An input’s marginal revenue product equals the additional revenue generated by one added unit of the input.
How do businesses choose whether or not to add an employee or invest in additional equipment? If an employee generates more revenue than wages, then it makes sense to hire that employee. (This statement assumes wages include all an employee’s costs.) If a piece of equipment increases output such that the additional revenues pay for the equipment, a business should purchase it. Businesses calculate an input’s marginal revenue product to determine the optimal amount of a given input to use. As long as an input’s marginal revenue product exceeds its cost, the input should be acquired.

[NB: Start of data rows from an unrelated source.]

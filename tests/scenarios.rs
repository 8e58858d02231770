//! End-to-end merges of YAML sources on disk.

#![allow(missing_docs)]

use std::{fs, path::Path};

use ssot::{
    compose,
    domain::config::ExtensionSource,
    storage::{self, Artifact},
    validation::DanglingReference,
    Config, Id, MergeError, Provenance,
};
use tempfile::TempDir;
use test_case::test_case;

const BASE_FR: &str = r"
functional_requirements:
  FR-001:
    title: User authentication
    priority: Critical
    category: Security
  FR-002:
    title: User profile
    priority: High
    dependencies:
      - FR-001
";

const BASE_UOW: &str = r"
units_of_work:
  UoW-010:
    name: Auth service
    goal: Users can log in
    layer: Foundation
    implements:
      - FR-001
    estimated_effort_hours: 16
";

const ECOMMERCE: &str = r"
functional_requirements:
  FR-001:
    title: Shopping cart
    priority: High
    category: Commerce
    dependencies:
      - FR-001
      - base:FR-001
units_of_work:
  UoW-301:
    name: Cart service
    goal: Persist carts
    layer: Application
    implements:
      - FR-001
    dependencies:
      - UoW-010
    estimated_effort_hours: 24
";

fn unit_extension(name: &str) -> String {
    format!(
        r"
units_of_work:
  UoW-010:
    name: {name} pipeline
    goal: Ship {name}
    layer: Integration
    implements:
      - base:FR-001
"
    )
}

struct Workspace {
    dir: TempDir,
}

impl Workspace {
    fn new() -> Self {
        let dir = tempfile::tempdir().unwrap();
        let base = dir.path().join("base");
        fs::create_dir(&base).unwrap();
        fs::write(base.join("fr-base.yaml"), BASE_FR).unwrap();
        fs::write(base.join("uow-base.yaml"), BASE_UOW).unwrap();
        fs::create_dir(dir.path().join("extensions")).unwrap();
        Self { dir }
    }

    fn root(&self) -> &Path {
        self.dir.path()
    }

    fn extension(&self, name: &str, content: &str) -> ExtensionSource {
        let path = self.root().join("extensions").join(format!("{name}.yaml"));
        fs::write(&path, content).unwrap();
        ExtensionSource {
            path,
            provenance: None,
            tag: None,
        }
    }

    fn config(&self, extensions: Vec<ExtensionSource>) -> Config {
        Config {
            project_name: "Scenario".to_string(),
            base: self.root().join("base"),
            extensions,
            output: self.root().join("merged-ssot.yaml"),
            allow_dangling: false,
        }
    }
}

fn id(s: &str) -> Id {
    s.parse().unwrap()
}

fn written(references: &[ssot::Reference]) -> Vec<String> {
    references.iter().map(ToString::to_string).collect()
}

#[test]
fn base_only_reproduces_base() {
    let workspace = Workspace::new();
    let composition = compose(&workspace.config(Vec::new())).unwrap();

    let base = storage::load(&workspace.root().join("base"), Some(Provenance::base())).unwrap();

    assert!(composition.merged.renames().is_empty());
    assert!(composition.report.is_valid());
    assert_eq!(
        serde_yaml::to_string(composition.merged.sections()).unwrap(),
        serde_yaml::to_string(base.document.sections()).unwrap()
    );
}

#[test]
fn ecommerce_extension_keeps_both_login_requirements() {
    let workspace = Workspace::new();
    let ecommerce = workspace.extension("e-commerce", ECOMMERCE);
    let composition = compose(&workspace.config(vec![ecommerce])).unwrap();
    let merged = &composition.merged;

    let cart = &merged.functional[&id("FR-ECOMMERCE-001")];
    assert_eq!(cart.title, "Shopping cart");
    assert_eq!(written(&cart.dependencies), vec!["FR-ECOMMERCE-001", "FR-001"]);
    assert_eq!(merged.functional[&id("FR-001")].title, "User authentication");

    let service = &merged.units_of_work[&id("UoW-301")];
    assert_eq!(written(&service.implements), vec!["FR-ECOMMERCE-001"]);
    assert_eq!(written(&service.dependencies), vec!["UoW-010"]);

    assert!(composition.report.dangling.is_empty());
    assert_eq!(composition.report.statistics.renamed_identifiers, 1);
    assert_eq!(composition.report.statistics.total_effort_hours, 40);
}

#[test_case(&["ai-ml", "blockchain"], "UoW-BLOCKCHAIN-010"; "ai-ml first")]
#[test_case(&["blockchain", "ai-ml"], "UoW-AIML-010"; "blockchain first")]
fn unit_of_work_collision_depends_on_order(order: &[&str], renamed: &str) {
    let workspace = Workspace::new();
    // The base's UoW-010 is taken, so the first extension is renamed too.
    let extensions = order
        .iter()
        .map(|name| workspace.extension(name, &unit_extension(name)))
        .collect();
    let composition = compose(&workspace.config(extensions)).unwrap();
    let merged = &composition.merged;

    let first_tag = order[0].replace('-', "").to_uppercase();
    let first = id(&format!("UoW-{first_tag}-010"));
    assert!(merged.units_of_work.contains_key(&id("UoW-010")));
    assert!(merged.units_of_work.contains_key(&first));
    assert!(merged.units_of_work.contains_key(&id(renamed)));
    assert_eq!(merged.renames().len(), 2);
    assert_eq!(merged.renames()[1].final_id, id(renamed));
    assert!(composition.report.is_valid());
}

#[test]
fn missing_dependency_is_reported() {
    let workspace = Workspace::new();
    let gdpr = workspace.extension(
        "gdpr",
        r"
non_functional_requirements:
  NFR-100:
    title: Right to erasure
    priority: Critical
    validates:
      - FR-001
      - FR-777
",
    );

    let composition = compose(&workspace.config(vec![gdpr])).unwrap();

    assert_eq!(
        composition.report.dangling,
        vec![DanglingReference {
            from: id("NFR-100"),
            from_kind: ssot::domain::EntityKind::NonFunctional,
            kind: ssot::domain::LinkKind::Validates,
            target: "FR-777".parse().unwrap(),
        }]
    );
    assert!(composition.report.into_result().is_err());
}

#[test]
fn generated_name_taken_falls_back_to_suffix() {
    let workspace = Workspace::new();
    let shop = workspace.extension(
        "shop",
        r"
functional_requirements:
  FR-ECOMMERCE-001:
    title: Coincidence
    priority: Low
",
    );
    let ecommerce = workspace.extension("e-commerce", ECOMMERCE);

    let composition = compose(&workspace.config(vec![shop, ecommerce])).unwrap();
    let merged = &composition.merged;

    assert_eq!(merged.functional[&id("FR-ECOMMERCE-001")].title, "Coincidence");
    let cart = &merged.functional[&id("FR-ECOMMERCE-001-2")];
    assert_eq!(written(&cart.dependencies), vec!["FR-ECOMMERCE-001-2", "FR-001"]);
    assert_eq!(
        written(&merged.units_of_work[&id("UoW-301")].implements),
        vec!["FR-ECOMMERCE-001-2"]
    );
}

#[test]
fn repeated_extension_is_rejected() {
    let workspace = Workspace::new();
    let first = workspace.extension("gdpr", "functional_requirements: {}\n");
    let second = ExtensionSource {
        provenance: Some("gdpr".parse().unwrap()),
        ..workspace.extension("gdpr-2", "functional_requirements: {}\n")
    };

    let error = compose(&workspace.config(vec![first, second])).unwrap_err();
    assert!(matches!(
        error,
        ssot::ComposeError::Merge(MergeError::RepeatedProvenance(_))
    ));
}

#[test_case(
    "functional_requirements:\n  FR-500: {title: A, priority: High}\n  FR-500: {title: B, priority: Low}\n";
    "same section"
)]
#[test_case(
    "functional_requirements:\n  FR-500: {title: A, priority: High}\nnon_functional_requirements:\n  FR-500: {title: B, priority: Low}\n";
    "two sections"
)]
fn duplicate_in_one_extension_is_rejected(content: &str) {
    let workspace = Workspace::new();
    let gdpr = workspace.extension("gdpr", content);

    let error = compose(&workspace.config(vec![gdpr])).unwrap_err();
    let duplicate = error.duplicate().unwrap();
    assert_eq!(duplicate.id, id("FR-500"));
    assert_eq!(duplicate.provenance.as_str(), "gdpr");
}

#[test]
fn source_metadata_reaches_the_artifact() {
    let workspace = Workspace::new();
    let gdpr = workspace.extension(
        "gdpr",
        "metadata:\n  regulation: GDPR\nnon_functional_requirements: {}\n",
    );
    let composition = compose(&workspace.config(vec![gdpr])).unwrap();
    let artifact = Artifact::new(
        "Scenario",
        &composition.merged,
        &composition.sources,
        &composition.report,
        chrono::Utc::now(),
    );

    let value: serde_yaml::Value =
        serde_yaml::from_str(&artifact.render(storage::Format::Yaml).unwrap()).unwrap();
    assert_eq!(
        value["metadata"]["source_metadata"]["gdpr"]["regulation"].as_str(),
        Some("GDPR")
    );
}

#[test]
fn malformed_extension_aborts_before_merging() {
    let workspace = Workspace::new();
    let broken = workspace.extension("broken", "title: not a requirements document\n");

    let error = compose(&workspace.config(vec![broken])).unwrap_err();
    assert!(matches!(error, ssot::ComposeError::Load(_)));
    assert!(error.to_string().contains("broken.yaml"));
}

#[test]
fn plan_file_drives_merge_and_json_output() {
    let workspace = Workspace::new();
    workspace.extension("e-commerce", ECOMMERCE);
    let plan = workspace.root().join("ssot.toml");
    fs::write(
        &plan,
        r#"_version = "1"
project_name = "Shop"
base = "base"
output = "out/merged.json"

[[extensions]]
path = "extensions/e-commerce.yaml"
tag = "ECOMMERC"
"#,
    )
    .unwrap();

    let config = Config::load(&plan).unwrap();
    let composition = compose(&config).unwrap();
    let artifact = Artifact::new(
        &config.project_name,
        &composition.merged,
        &composition.sources,
        &composition.report,
        chrono::Utc::now(),
    );
    artifact.write(&config.output).unwrap();

    let json: serde_json::Value =
        serde_json::from_str(&fs::read_to_string(workspace.root().join("out/merged.json")).unwrap())
            .unwrap();
    assert!(json["functional_requirements"]["FR-ECOMMERC-001"].is_object());
    assert_eq!(json["metadata"]["project_name"], "Shop");
    assert_eq!(json["metadata"]["sources"][1]["provenance"], "e-commerce");
    assert_eq!(json["metadata"]["renames"][0]["final"], "FR-ECOMMERC-001");
}
// Cross-references between requirements and units of work.

use std::{fmt, str::FromStr};

use serde::{Deserialize, Serialize};

use crate::domain::{Id, IdError, InvalidProvenanceError, Provenance};

/// An entry of a `dependencies`, `implements` or `validates` list.
///
/// In a source document a reference is written either as a bare identifier
/// (`FR-001`) or qualified with the provenance of the document that defines
/// it (`base:FR-001`). Qualification lets an extension refer to the base's
/// `FR-001` while also defining an `FR-001` of its own.
///
/// The merge engine rewrites references into [`Reference::Resolved`] final
/// identifiers. Resolved references are never rewritten again.
#[derive(Debug, Clone, PartialEq, Eq, PartialOrd, Ord)]
pub enum Reference {
    /// A reference as written in a source document.
    Unresolved {
        /// The source the identifier belongs to, if qualified.
        provenance: Option<Provenance>,
        /// The identifier as written in that source.
        id: Id,
    },
    /// A final identifier in the merged document.
    Resolved(Id),
}

impl Reference {
    /// An unqualified reference to `id`.
    #[must_use]
    pub const fn to(id: Id) -> Self {
        Self::Unresolved {
            provenance: None,
            id,
        }
    }

    /// A reference to `id` as defined by `provenance`.
    #[must_use]
    pub const fn qualified(provenance: Provenance, id: Id) -> Self {
        Self::Unresolved {
            provenance: Some(provenance),
            id,
        }
    }

    /// The identifier this reference points at.
    ///
    /// For an unresolved qualified reference this is the identifier as
    /// written in the named source, which is not necessarily its final name.
    #[must_use]
    pub const fn id(&self) -> &Id {
        match self {
            Self::Unresolved { id, .. } | Self::Resolved(id) => id,
        }
    }

    /// Whether this reference has been rewritten to a final identifier.
    #[must_use]
    pub const fn is_resolved(&self) -> bool {
        matches!(self, Self::Resolved(_))
    }

    /// The target this reference can be checked against: a final id, or an
    /// unqualified id that is expected to exist as written.
    ///
    /// Returns `None` for qualified references that were never resolved.
    #[must_use]
    pub const fn target(&self) -> Option<&Id> {
        match self {
            Self::Resolved(id)
            | Self::Unresolved {
                provenance: None,
                id,
            } => Some(id),
            Self::Unresolved {
                provenance: Some(_),
                ..
            } => None,
        }
    }
}

impl fmt::Display for Reference {
    fn fmt(&self, f: &mut fmt::Formatter) -> fmt::Result {
        match self {
            Self::Unresolved {
                provenance: Some(provenance),
                id,
            } => write!(f, "{provenance}:{id}"),
            Self::Unresolved { provenance: None, id } | Self::Resolved(id) => write!(f, "{id}"),
        }
    }
}

impl FromStr for Reference {
    type Err = ParseReferenceError;

    fn from_str(s: &str) -> Result<Self, Self::Err> {
        match s.split_once(':') {
            Some((provenance, id)) => Ok(Self::qualified(provenance.parse()?, id.parse()?)),
            None => Ok(Self::to(s.parse()?)),
        }
    }
}

impl Serialize for Reference {
    fn serialize<S: serde::Serializer>(&self, serializer: S) -> Result<S::Ok, S::Error> {
        serializer.collect_str(self)
    }
}

impl<'de> Deserialize<'de> for Reference {
    fn deserialize<D: serde::Deserializer<'de>>(deserializer: D) -> Result<Self, D::Error> {
        let s = String::deserialize(deserializer)?;
        Self::from_str(&s).map_err(serde::de::Error::custom)
    }
}

/// Errors that can occur when parsing a reference.
#[derive(Debug, thiserror::Error, PartialEq, Eq)]
pub enum ParseReferenceError {
    /// The identifier part is invalid.
    #[error(transparent)]
    Id(#[from] IdError),
    /// The provenance qualifier is invalid.
    #[error(transparent)]
    Provenance(#[from] InvalidProvenanceError),
}
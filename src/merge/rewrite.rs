//! Rewriting cross-references to final identifiers.

use std::collections::BTreeMap;

use crate::{
    domain::{Id, Provenance, Reference, RequirementsDocument, Sections},
    merge::registry::Claim,
};

/// A mapping from references as written to final identifiers.
///
/// Unqualified entries are keyed by identifier, qualified entries by
/// (provenance, identifier).
#[derive(Debug, Clone, Default, PartialEq, Eq)]
pub struct RenameMap {
    unqualified: BTreeMap<Id, Id>,
    qualified: BTreeMap<(Provenance, Id), Id>,
}

impl RenameMap {
    /// An empty map.
    #[must_use]
    pub fn new() -> Self {
        Self::default()
    }

    /// Map unqualified references to `original` onto `final_id`, replacing
    /// any previous entry.
    pub fn insert(&mut self, original: Id, final_id: Id) {
        self.unqualified.insert(original, final_id);
    }

    /// Map references to `original` qualified with `provenance` onto
    /// `final_id`.
    pub fn insert_qualified(&mut self, provenance: Provenance, original: Id, final_id: Id) {
        self.qualified.insert((provenance, original), final_id);
    }

    /// Record a claim from the ledger.
    ///
    /// The qualified entry is always added. The unqualified entry is only
    /// added if no earlier claim of the same original identifier exists, so
    /// recording claims in ledger order maps every bare identifier to its
    /// earliest claimer.
    pub fn record(&mut self, claim: &Claim) {
        self.unqualified
            .entry(claim.original.clone())
            .or_insert_with(|| claim.final_id.clone());
        self.qualified.insert(
            (claim.provenance.clone(), claim.original.clone()),
            claim.final_id.clone(),
        );
    }

    /// The final identifier for unqualified references to `original`.
    #[must_use]
    pub fn get(&self, original: &Id) -> Option<&Id> {
        self.unqualified.get(original)
    }

    /// The final identifier `reference` maps to, if it is unresolved and the
    /// map has an entry for it.
    #[must_use]
    pub fn lookup(&self, reference: &Reference) -> Option<&Id> {
        match reference {
            Reference::Resolved(_) => None,
            Reference::Unresolved {
                provenance: None,
                id,
            } => self.unqualified.get(id),
            Reference::Unresolved {
                provenance: Some(provenance),
                id,
            } => self.qualified.get(&(provenance.clone(), id.clone())),
        }
    }

    /// Number of entries.
    #[must_use]
    pub fn len(&self) -> usize {
        self.unqualified.len() + self.qualified.len()
    }

    /// Whether the map has no entries.
    #[must_use]
    pub fn is_empty(&self) -> bool {
        self.len() == 0
    }

    /// Resolve every mapped reference in `sections` in place. Returns the
    /// number of references resolved.
    pub(crate) fn apply(&self, sections: &mut Sections) -> usize {
        let mut resolved = 0;
        for reference in sections.references_mut() {
            if let Some(final_id) = self.lookup(reference) {
                *reference = Reference::Resolved(final_id.clone());
                resolved += 1;
            }
        }
        resolved
    }
}

/// Returns a copy of `document` with every unresolved reference the map knows
/// about replaced by its final identifier.
///
/// Keys are left alone, as are references the map has no entry for.
/// Rewritten references are resolved, so rewriting twice with the same map
/// gives the same result as rewriting once.
#[must_use]
pub fn rewrite(document: &RequirementsDocument, map: &RenameMap) -> RequirementsDocument {
    let mut rewritten = document.clone();
    map.apply(&mut rewritten);
    rewritten
}
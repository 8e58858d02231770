use std::{fmt, ops::Deref, str::FromStr, sync::LazyLock};

use non_empty_string::NonEmptyString;
use regex::Regex;
use serde::{Deserialize, Serialize};

static ID_PATTERN: LazyLock<Regex> = LazyLock::new(|| {
    Regex::new(r"^[A-Za-z0-9_.]+(-[A-Za-z0-9_.]+)*$").expect("identifier pattern is valid")
});

/// A validated string containing only uppercase ASCII letters and digits
/// ([A-Z0-9]+).
///
/// Tags are inserted into colliding identifiers to make them unique, so they
/// must never contain the `-` separator.
#[derive(Debug, Clone, PartialEq, Eq, PartialOrd, Ord)]
pub struct Tag(NonEmptyString);

impl Tag {
    /// Creates a new `Tag` from a string.
    ///
    /// # Errors
    ///
    /// Returns `InvalidTagError` if the string is empty or contains
    /// characters other than uppercase letters and digits.
    pub fn new(s: String) -> Result<Self, InvalidTagError> {
        let non_empty = NonEmptyString::new(s.clone()).map_err(|_| InvalidTagError(s.clone()))?;

        if !s
            .chars()
            .all(|c| c.is_ascii_uppercase() || c.is_ascii_digit())
        {
            return Err(InvalidTagError(s));
        }

        Ok(Self(non_empty))
    }

    /// Derives a tag from a free-form category name.
    ///
    /// Keeps the ASCII alphanumeric characters and upper-cases them, so
    /// `e-commerce` becomes `ECOMMERCE` and `ai-ml` becomes `AIML`. Returns
    /// `None` if nothing is left.
    #[must_use]
    pub fn derive(name: &str) -> Option<Self> {
        let tag: String = name
            .chars()
            .filter(char::is_ascii_alphanumeric)
            .map(|c| c.to_ascii_uppercase())
            .collect();
        Self::new(tag).ok()
    }

    /// Returns the string slice.
    #[must_use]
    pub fn as_str(&self) -> &str {
        self.0.as_str()
    }
}

impl Deref for Tag {
    type Target = str;

    fn deref(&self) -> &Self::Target {
        self.0.as_str()
    }
}

impl fmt::Display for Tag {
    fn fmt(&self, f: &mut fmt::Formatter) -> fmt::Result {
        write!(f, "{}", self.0)
    }
}

impl FromStr for Tag {
    type Err = InvalidTagError;

    fn from_str(s: &str) -> Result<Self, Self::Err> {
        Self::new(s.to_string())
    }
}

impl TryFrom<String> for Tag {
    type Error = InvalidTagError;

    fn try_from(value: String) -> Result<Self, Self::Error> {
        Self::new(value)
    }
}

impl Serialize for Tag {
    fn serialize<S: serde::Serializer>(&self, serializer: S) -> Result<S::Ok, S::Error> {
        serializer.serialize_str(self.as_str())
    }
}

impl<'de> Deserialize<'de> for Tag {
    fn deserialize<D: serde::Deserializer<'de>>(deserializer: D) -> Result<Self, D::Error> {
        let s = String::deserialize(deserializer)?;
        Self::new(s).map_err(serde::de::Error::custom)
    }
}

/// Error returned when a string doesn't match the required pattern [A-Z0-9]+.
#[derive(Debug, thiserror::Error, PartialEq, Eq)]
#[error("Invalid tag '{0}': must be non-empty and contain only uppercase letters and digits")]
pub struct InvalidTagError(String);

/// An identifier of a requirement or unit of work.
///
/// Format: one or more segments separated by single dashes, where each
/// segment consists of ASCII letters, digits, `_` or `.`. The first segment is
/// the *prefix* and names the entity family.
///
/// Examples: `FR-001`, `NFR-010`, `UoW-301A`, `FR-ECOMMERCE-001`
#[derive(Debug, Clone, PartialEq, Eq, PartialOrd, Ord, Hash)]
pub struct Id(String);

impl Id {
    /// Returns the identifier as a string slice.
    #[must_use]
    pub fn as_str(&self) -> &str {
        &self.0
    }

    /// Returns the prefix segment (everything before the first dash).
    ///
    /// ```
    /// use ssot::Id;
    ///
    /// let id: Id = "UoW-010".parse().unwrap();
    /// assert_eq!(id.prefix(), "UoW");
    /// ```
    #[must_use]
    pub fn prefix(&self) -> &str {
        self.0.split_once('-').map_or(self.0.as_str(), |(prefix, _)| prefix)
    }

    /// Inserts a tag immediately after the prefix segment.
    ///
    /// An identifier without a dash has the tag appended instead.
    ///
    /// ```
    /// use ssot::{Id, Tag};
    ///
    /// let id: Id = "FR-001".parse().unwrap();
    /// let tag: Tag = "ECOMMERCE".parse().unwrap();
    /// assert_eq!(id.tagged(&tag).as_str(), "FR-ECOMMERCE-001");
    /// ```
    #[must_use]
    pub fn tagged(&self, tag: &Tag) -> Self {
        match self.0.split_once('-') {
            Some((prefix, rest)) => Self(format!("{prefix}-{tag}-{rest}")),
            None => Self(format!("{}-{tag}", self.0)),
        }
    }

    /// Appends a numeric disambiguation suffix, e.g. `FR-ECOMMERCE-001-2`.
    #[must_use]
    pub fn with_suffix(&self, n: usize) -> Self {
        Self(format!("{}-{n}", self.0))
    }
}

impl fmt::Display for Id {
    fn fmt(&self, f: &mut fmt::Formatter) -> fmt::Result {
        f.write_str(&self.0)
    }
}

impl AsRef<str> for Id {
    fn as_ref(&self) -> &str {
        &self.0
    }
}

impl FromStr for Id {
    type Err = Error;

    fn from_str(s: &str) -> Result<Self, Self::Err> {
        if s.is_empty() {
            return Err(Error::Empty);
        }

        if !ID_PATTERN.is_match(s) {
            return Err(Error::Syntax(s.to_string()));
        }

        Ok(Self(s.to_string()))
    }
}

impl TryFrom<&str> for Id {
    type Error = Error;

    fn try_from(value: &str) -> Result<Self, Self::Error> {
        Self::from_str(value)
    }
}

impl Serialize for Id {
    fn serialize<S: serde::Serializer>(&self, serializer: S) -> Result<S::Ok, S::Error> {
        serializer.serialize_str(&self.0)
    }
}

impl<'de> Deserialize<'de> for Id {
    fn deserialize<D: serde::Deserializer<'de>>(deserializer: D) -> Result<Self, D::Error> {
        let s = String::deserialize(deserializer)?;
        Self::from_str(&s).map_err(serde::de::Error::custom)
    }
}

/// Errors that can occur during identifier parsing.
#[derive(Debug, thiserror::Error, PartialEq, Eq)]
pub enum Error {
    /// The identifier was empty.
    #[error("Invalid identifier: cannot be empty")]
    Empty,

    /// The identifier contained characters or separators that are not allowed.
    #[error("Invalid identifier format: {0}")]
    Syntax(String),
}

Suppose Sonya just opened a small cabinet shop. Initially, she works by herself and builds three cabinets in a week. Nevertheless, she finds her construction time is constrained by spending time working with customers and completing administrative tasks. She decides to hire additional workers who can specialize in construction. How many workers should Sonya hire? Sonya can answer this question by calculating the marginal revenue product for each added worker and comparing their marginal revenue products to their weekly wage. Her analysis is shown in the table below. Assume her cabinets sell for $1,400, and she pays her workers $2,800 weekly. These figures are held constant. Only the number of workers is changed.
Sonya believes another employee would increase production from three cabinets to seven cabinets. Her marginal product, or the increase in production, would equal four. Since her cabinets retail for $1.400, her first hire (second employee including herself) would increase her revenues by $5,600 (4 x $1,400), as seen in the marginal revenue product column. Her third employee would generate $4,200 in added revenue. Additional revenue would continue to be accrued until the fifth worker when Sonya’s marginal revenue product would equal $1,400. Since the fifth worker produces less revenue than her wage, Sonya would be ill-advised to hire her.
Notice that Sonya’s marginal revenue product determines her demand for labor. In fact, an input's marginal revenue product curve is a company’s demand curve for the input because it tells a company’s management how much of a given input they should employ at a given price.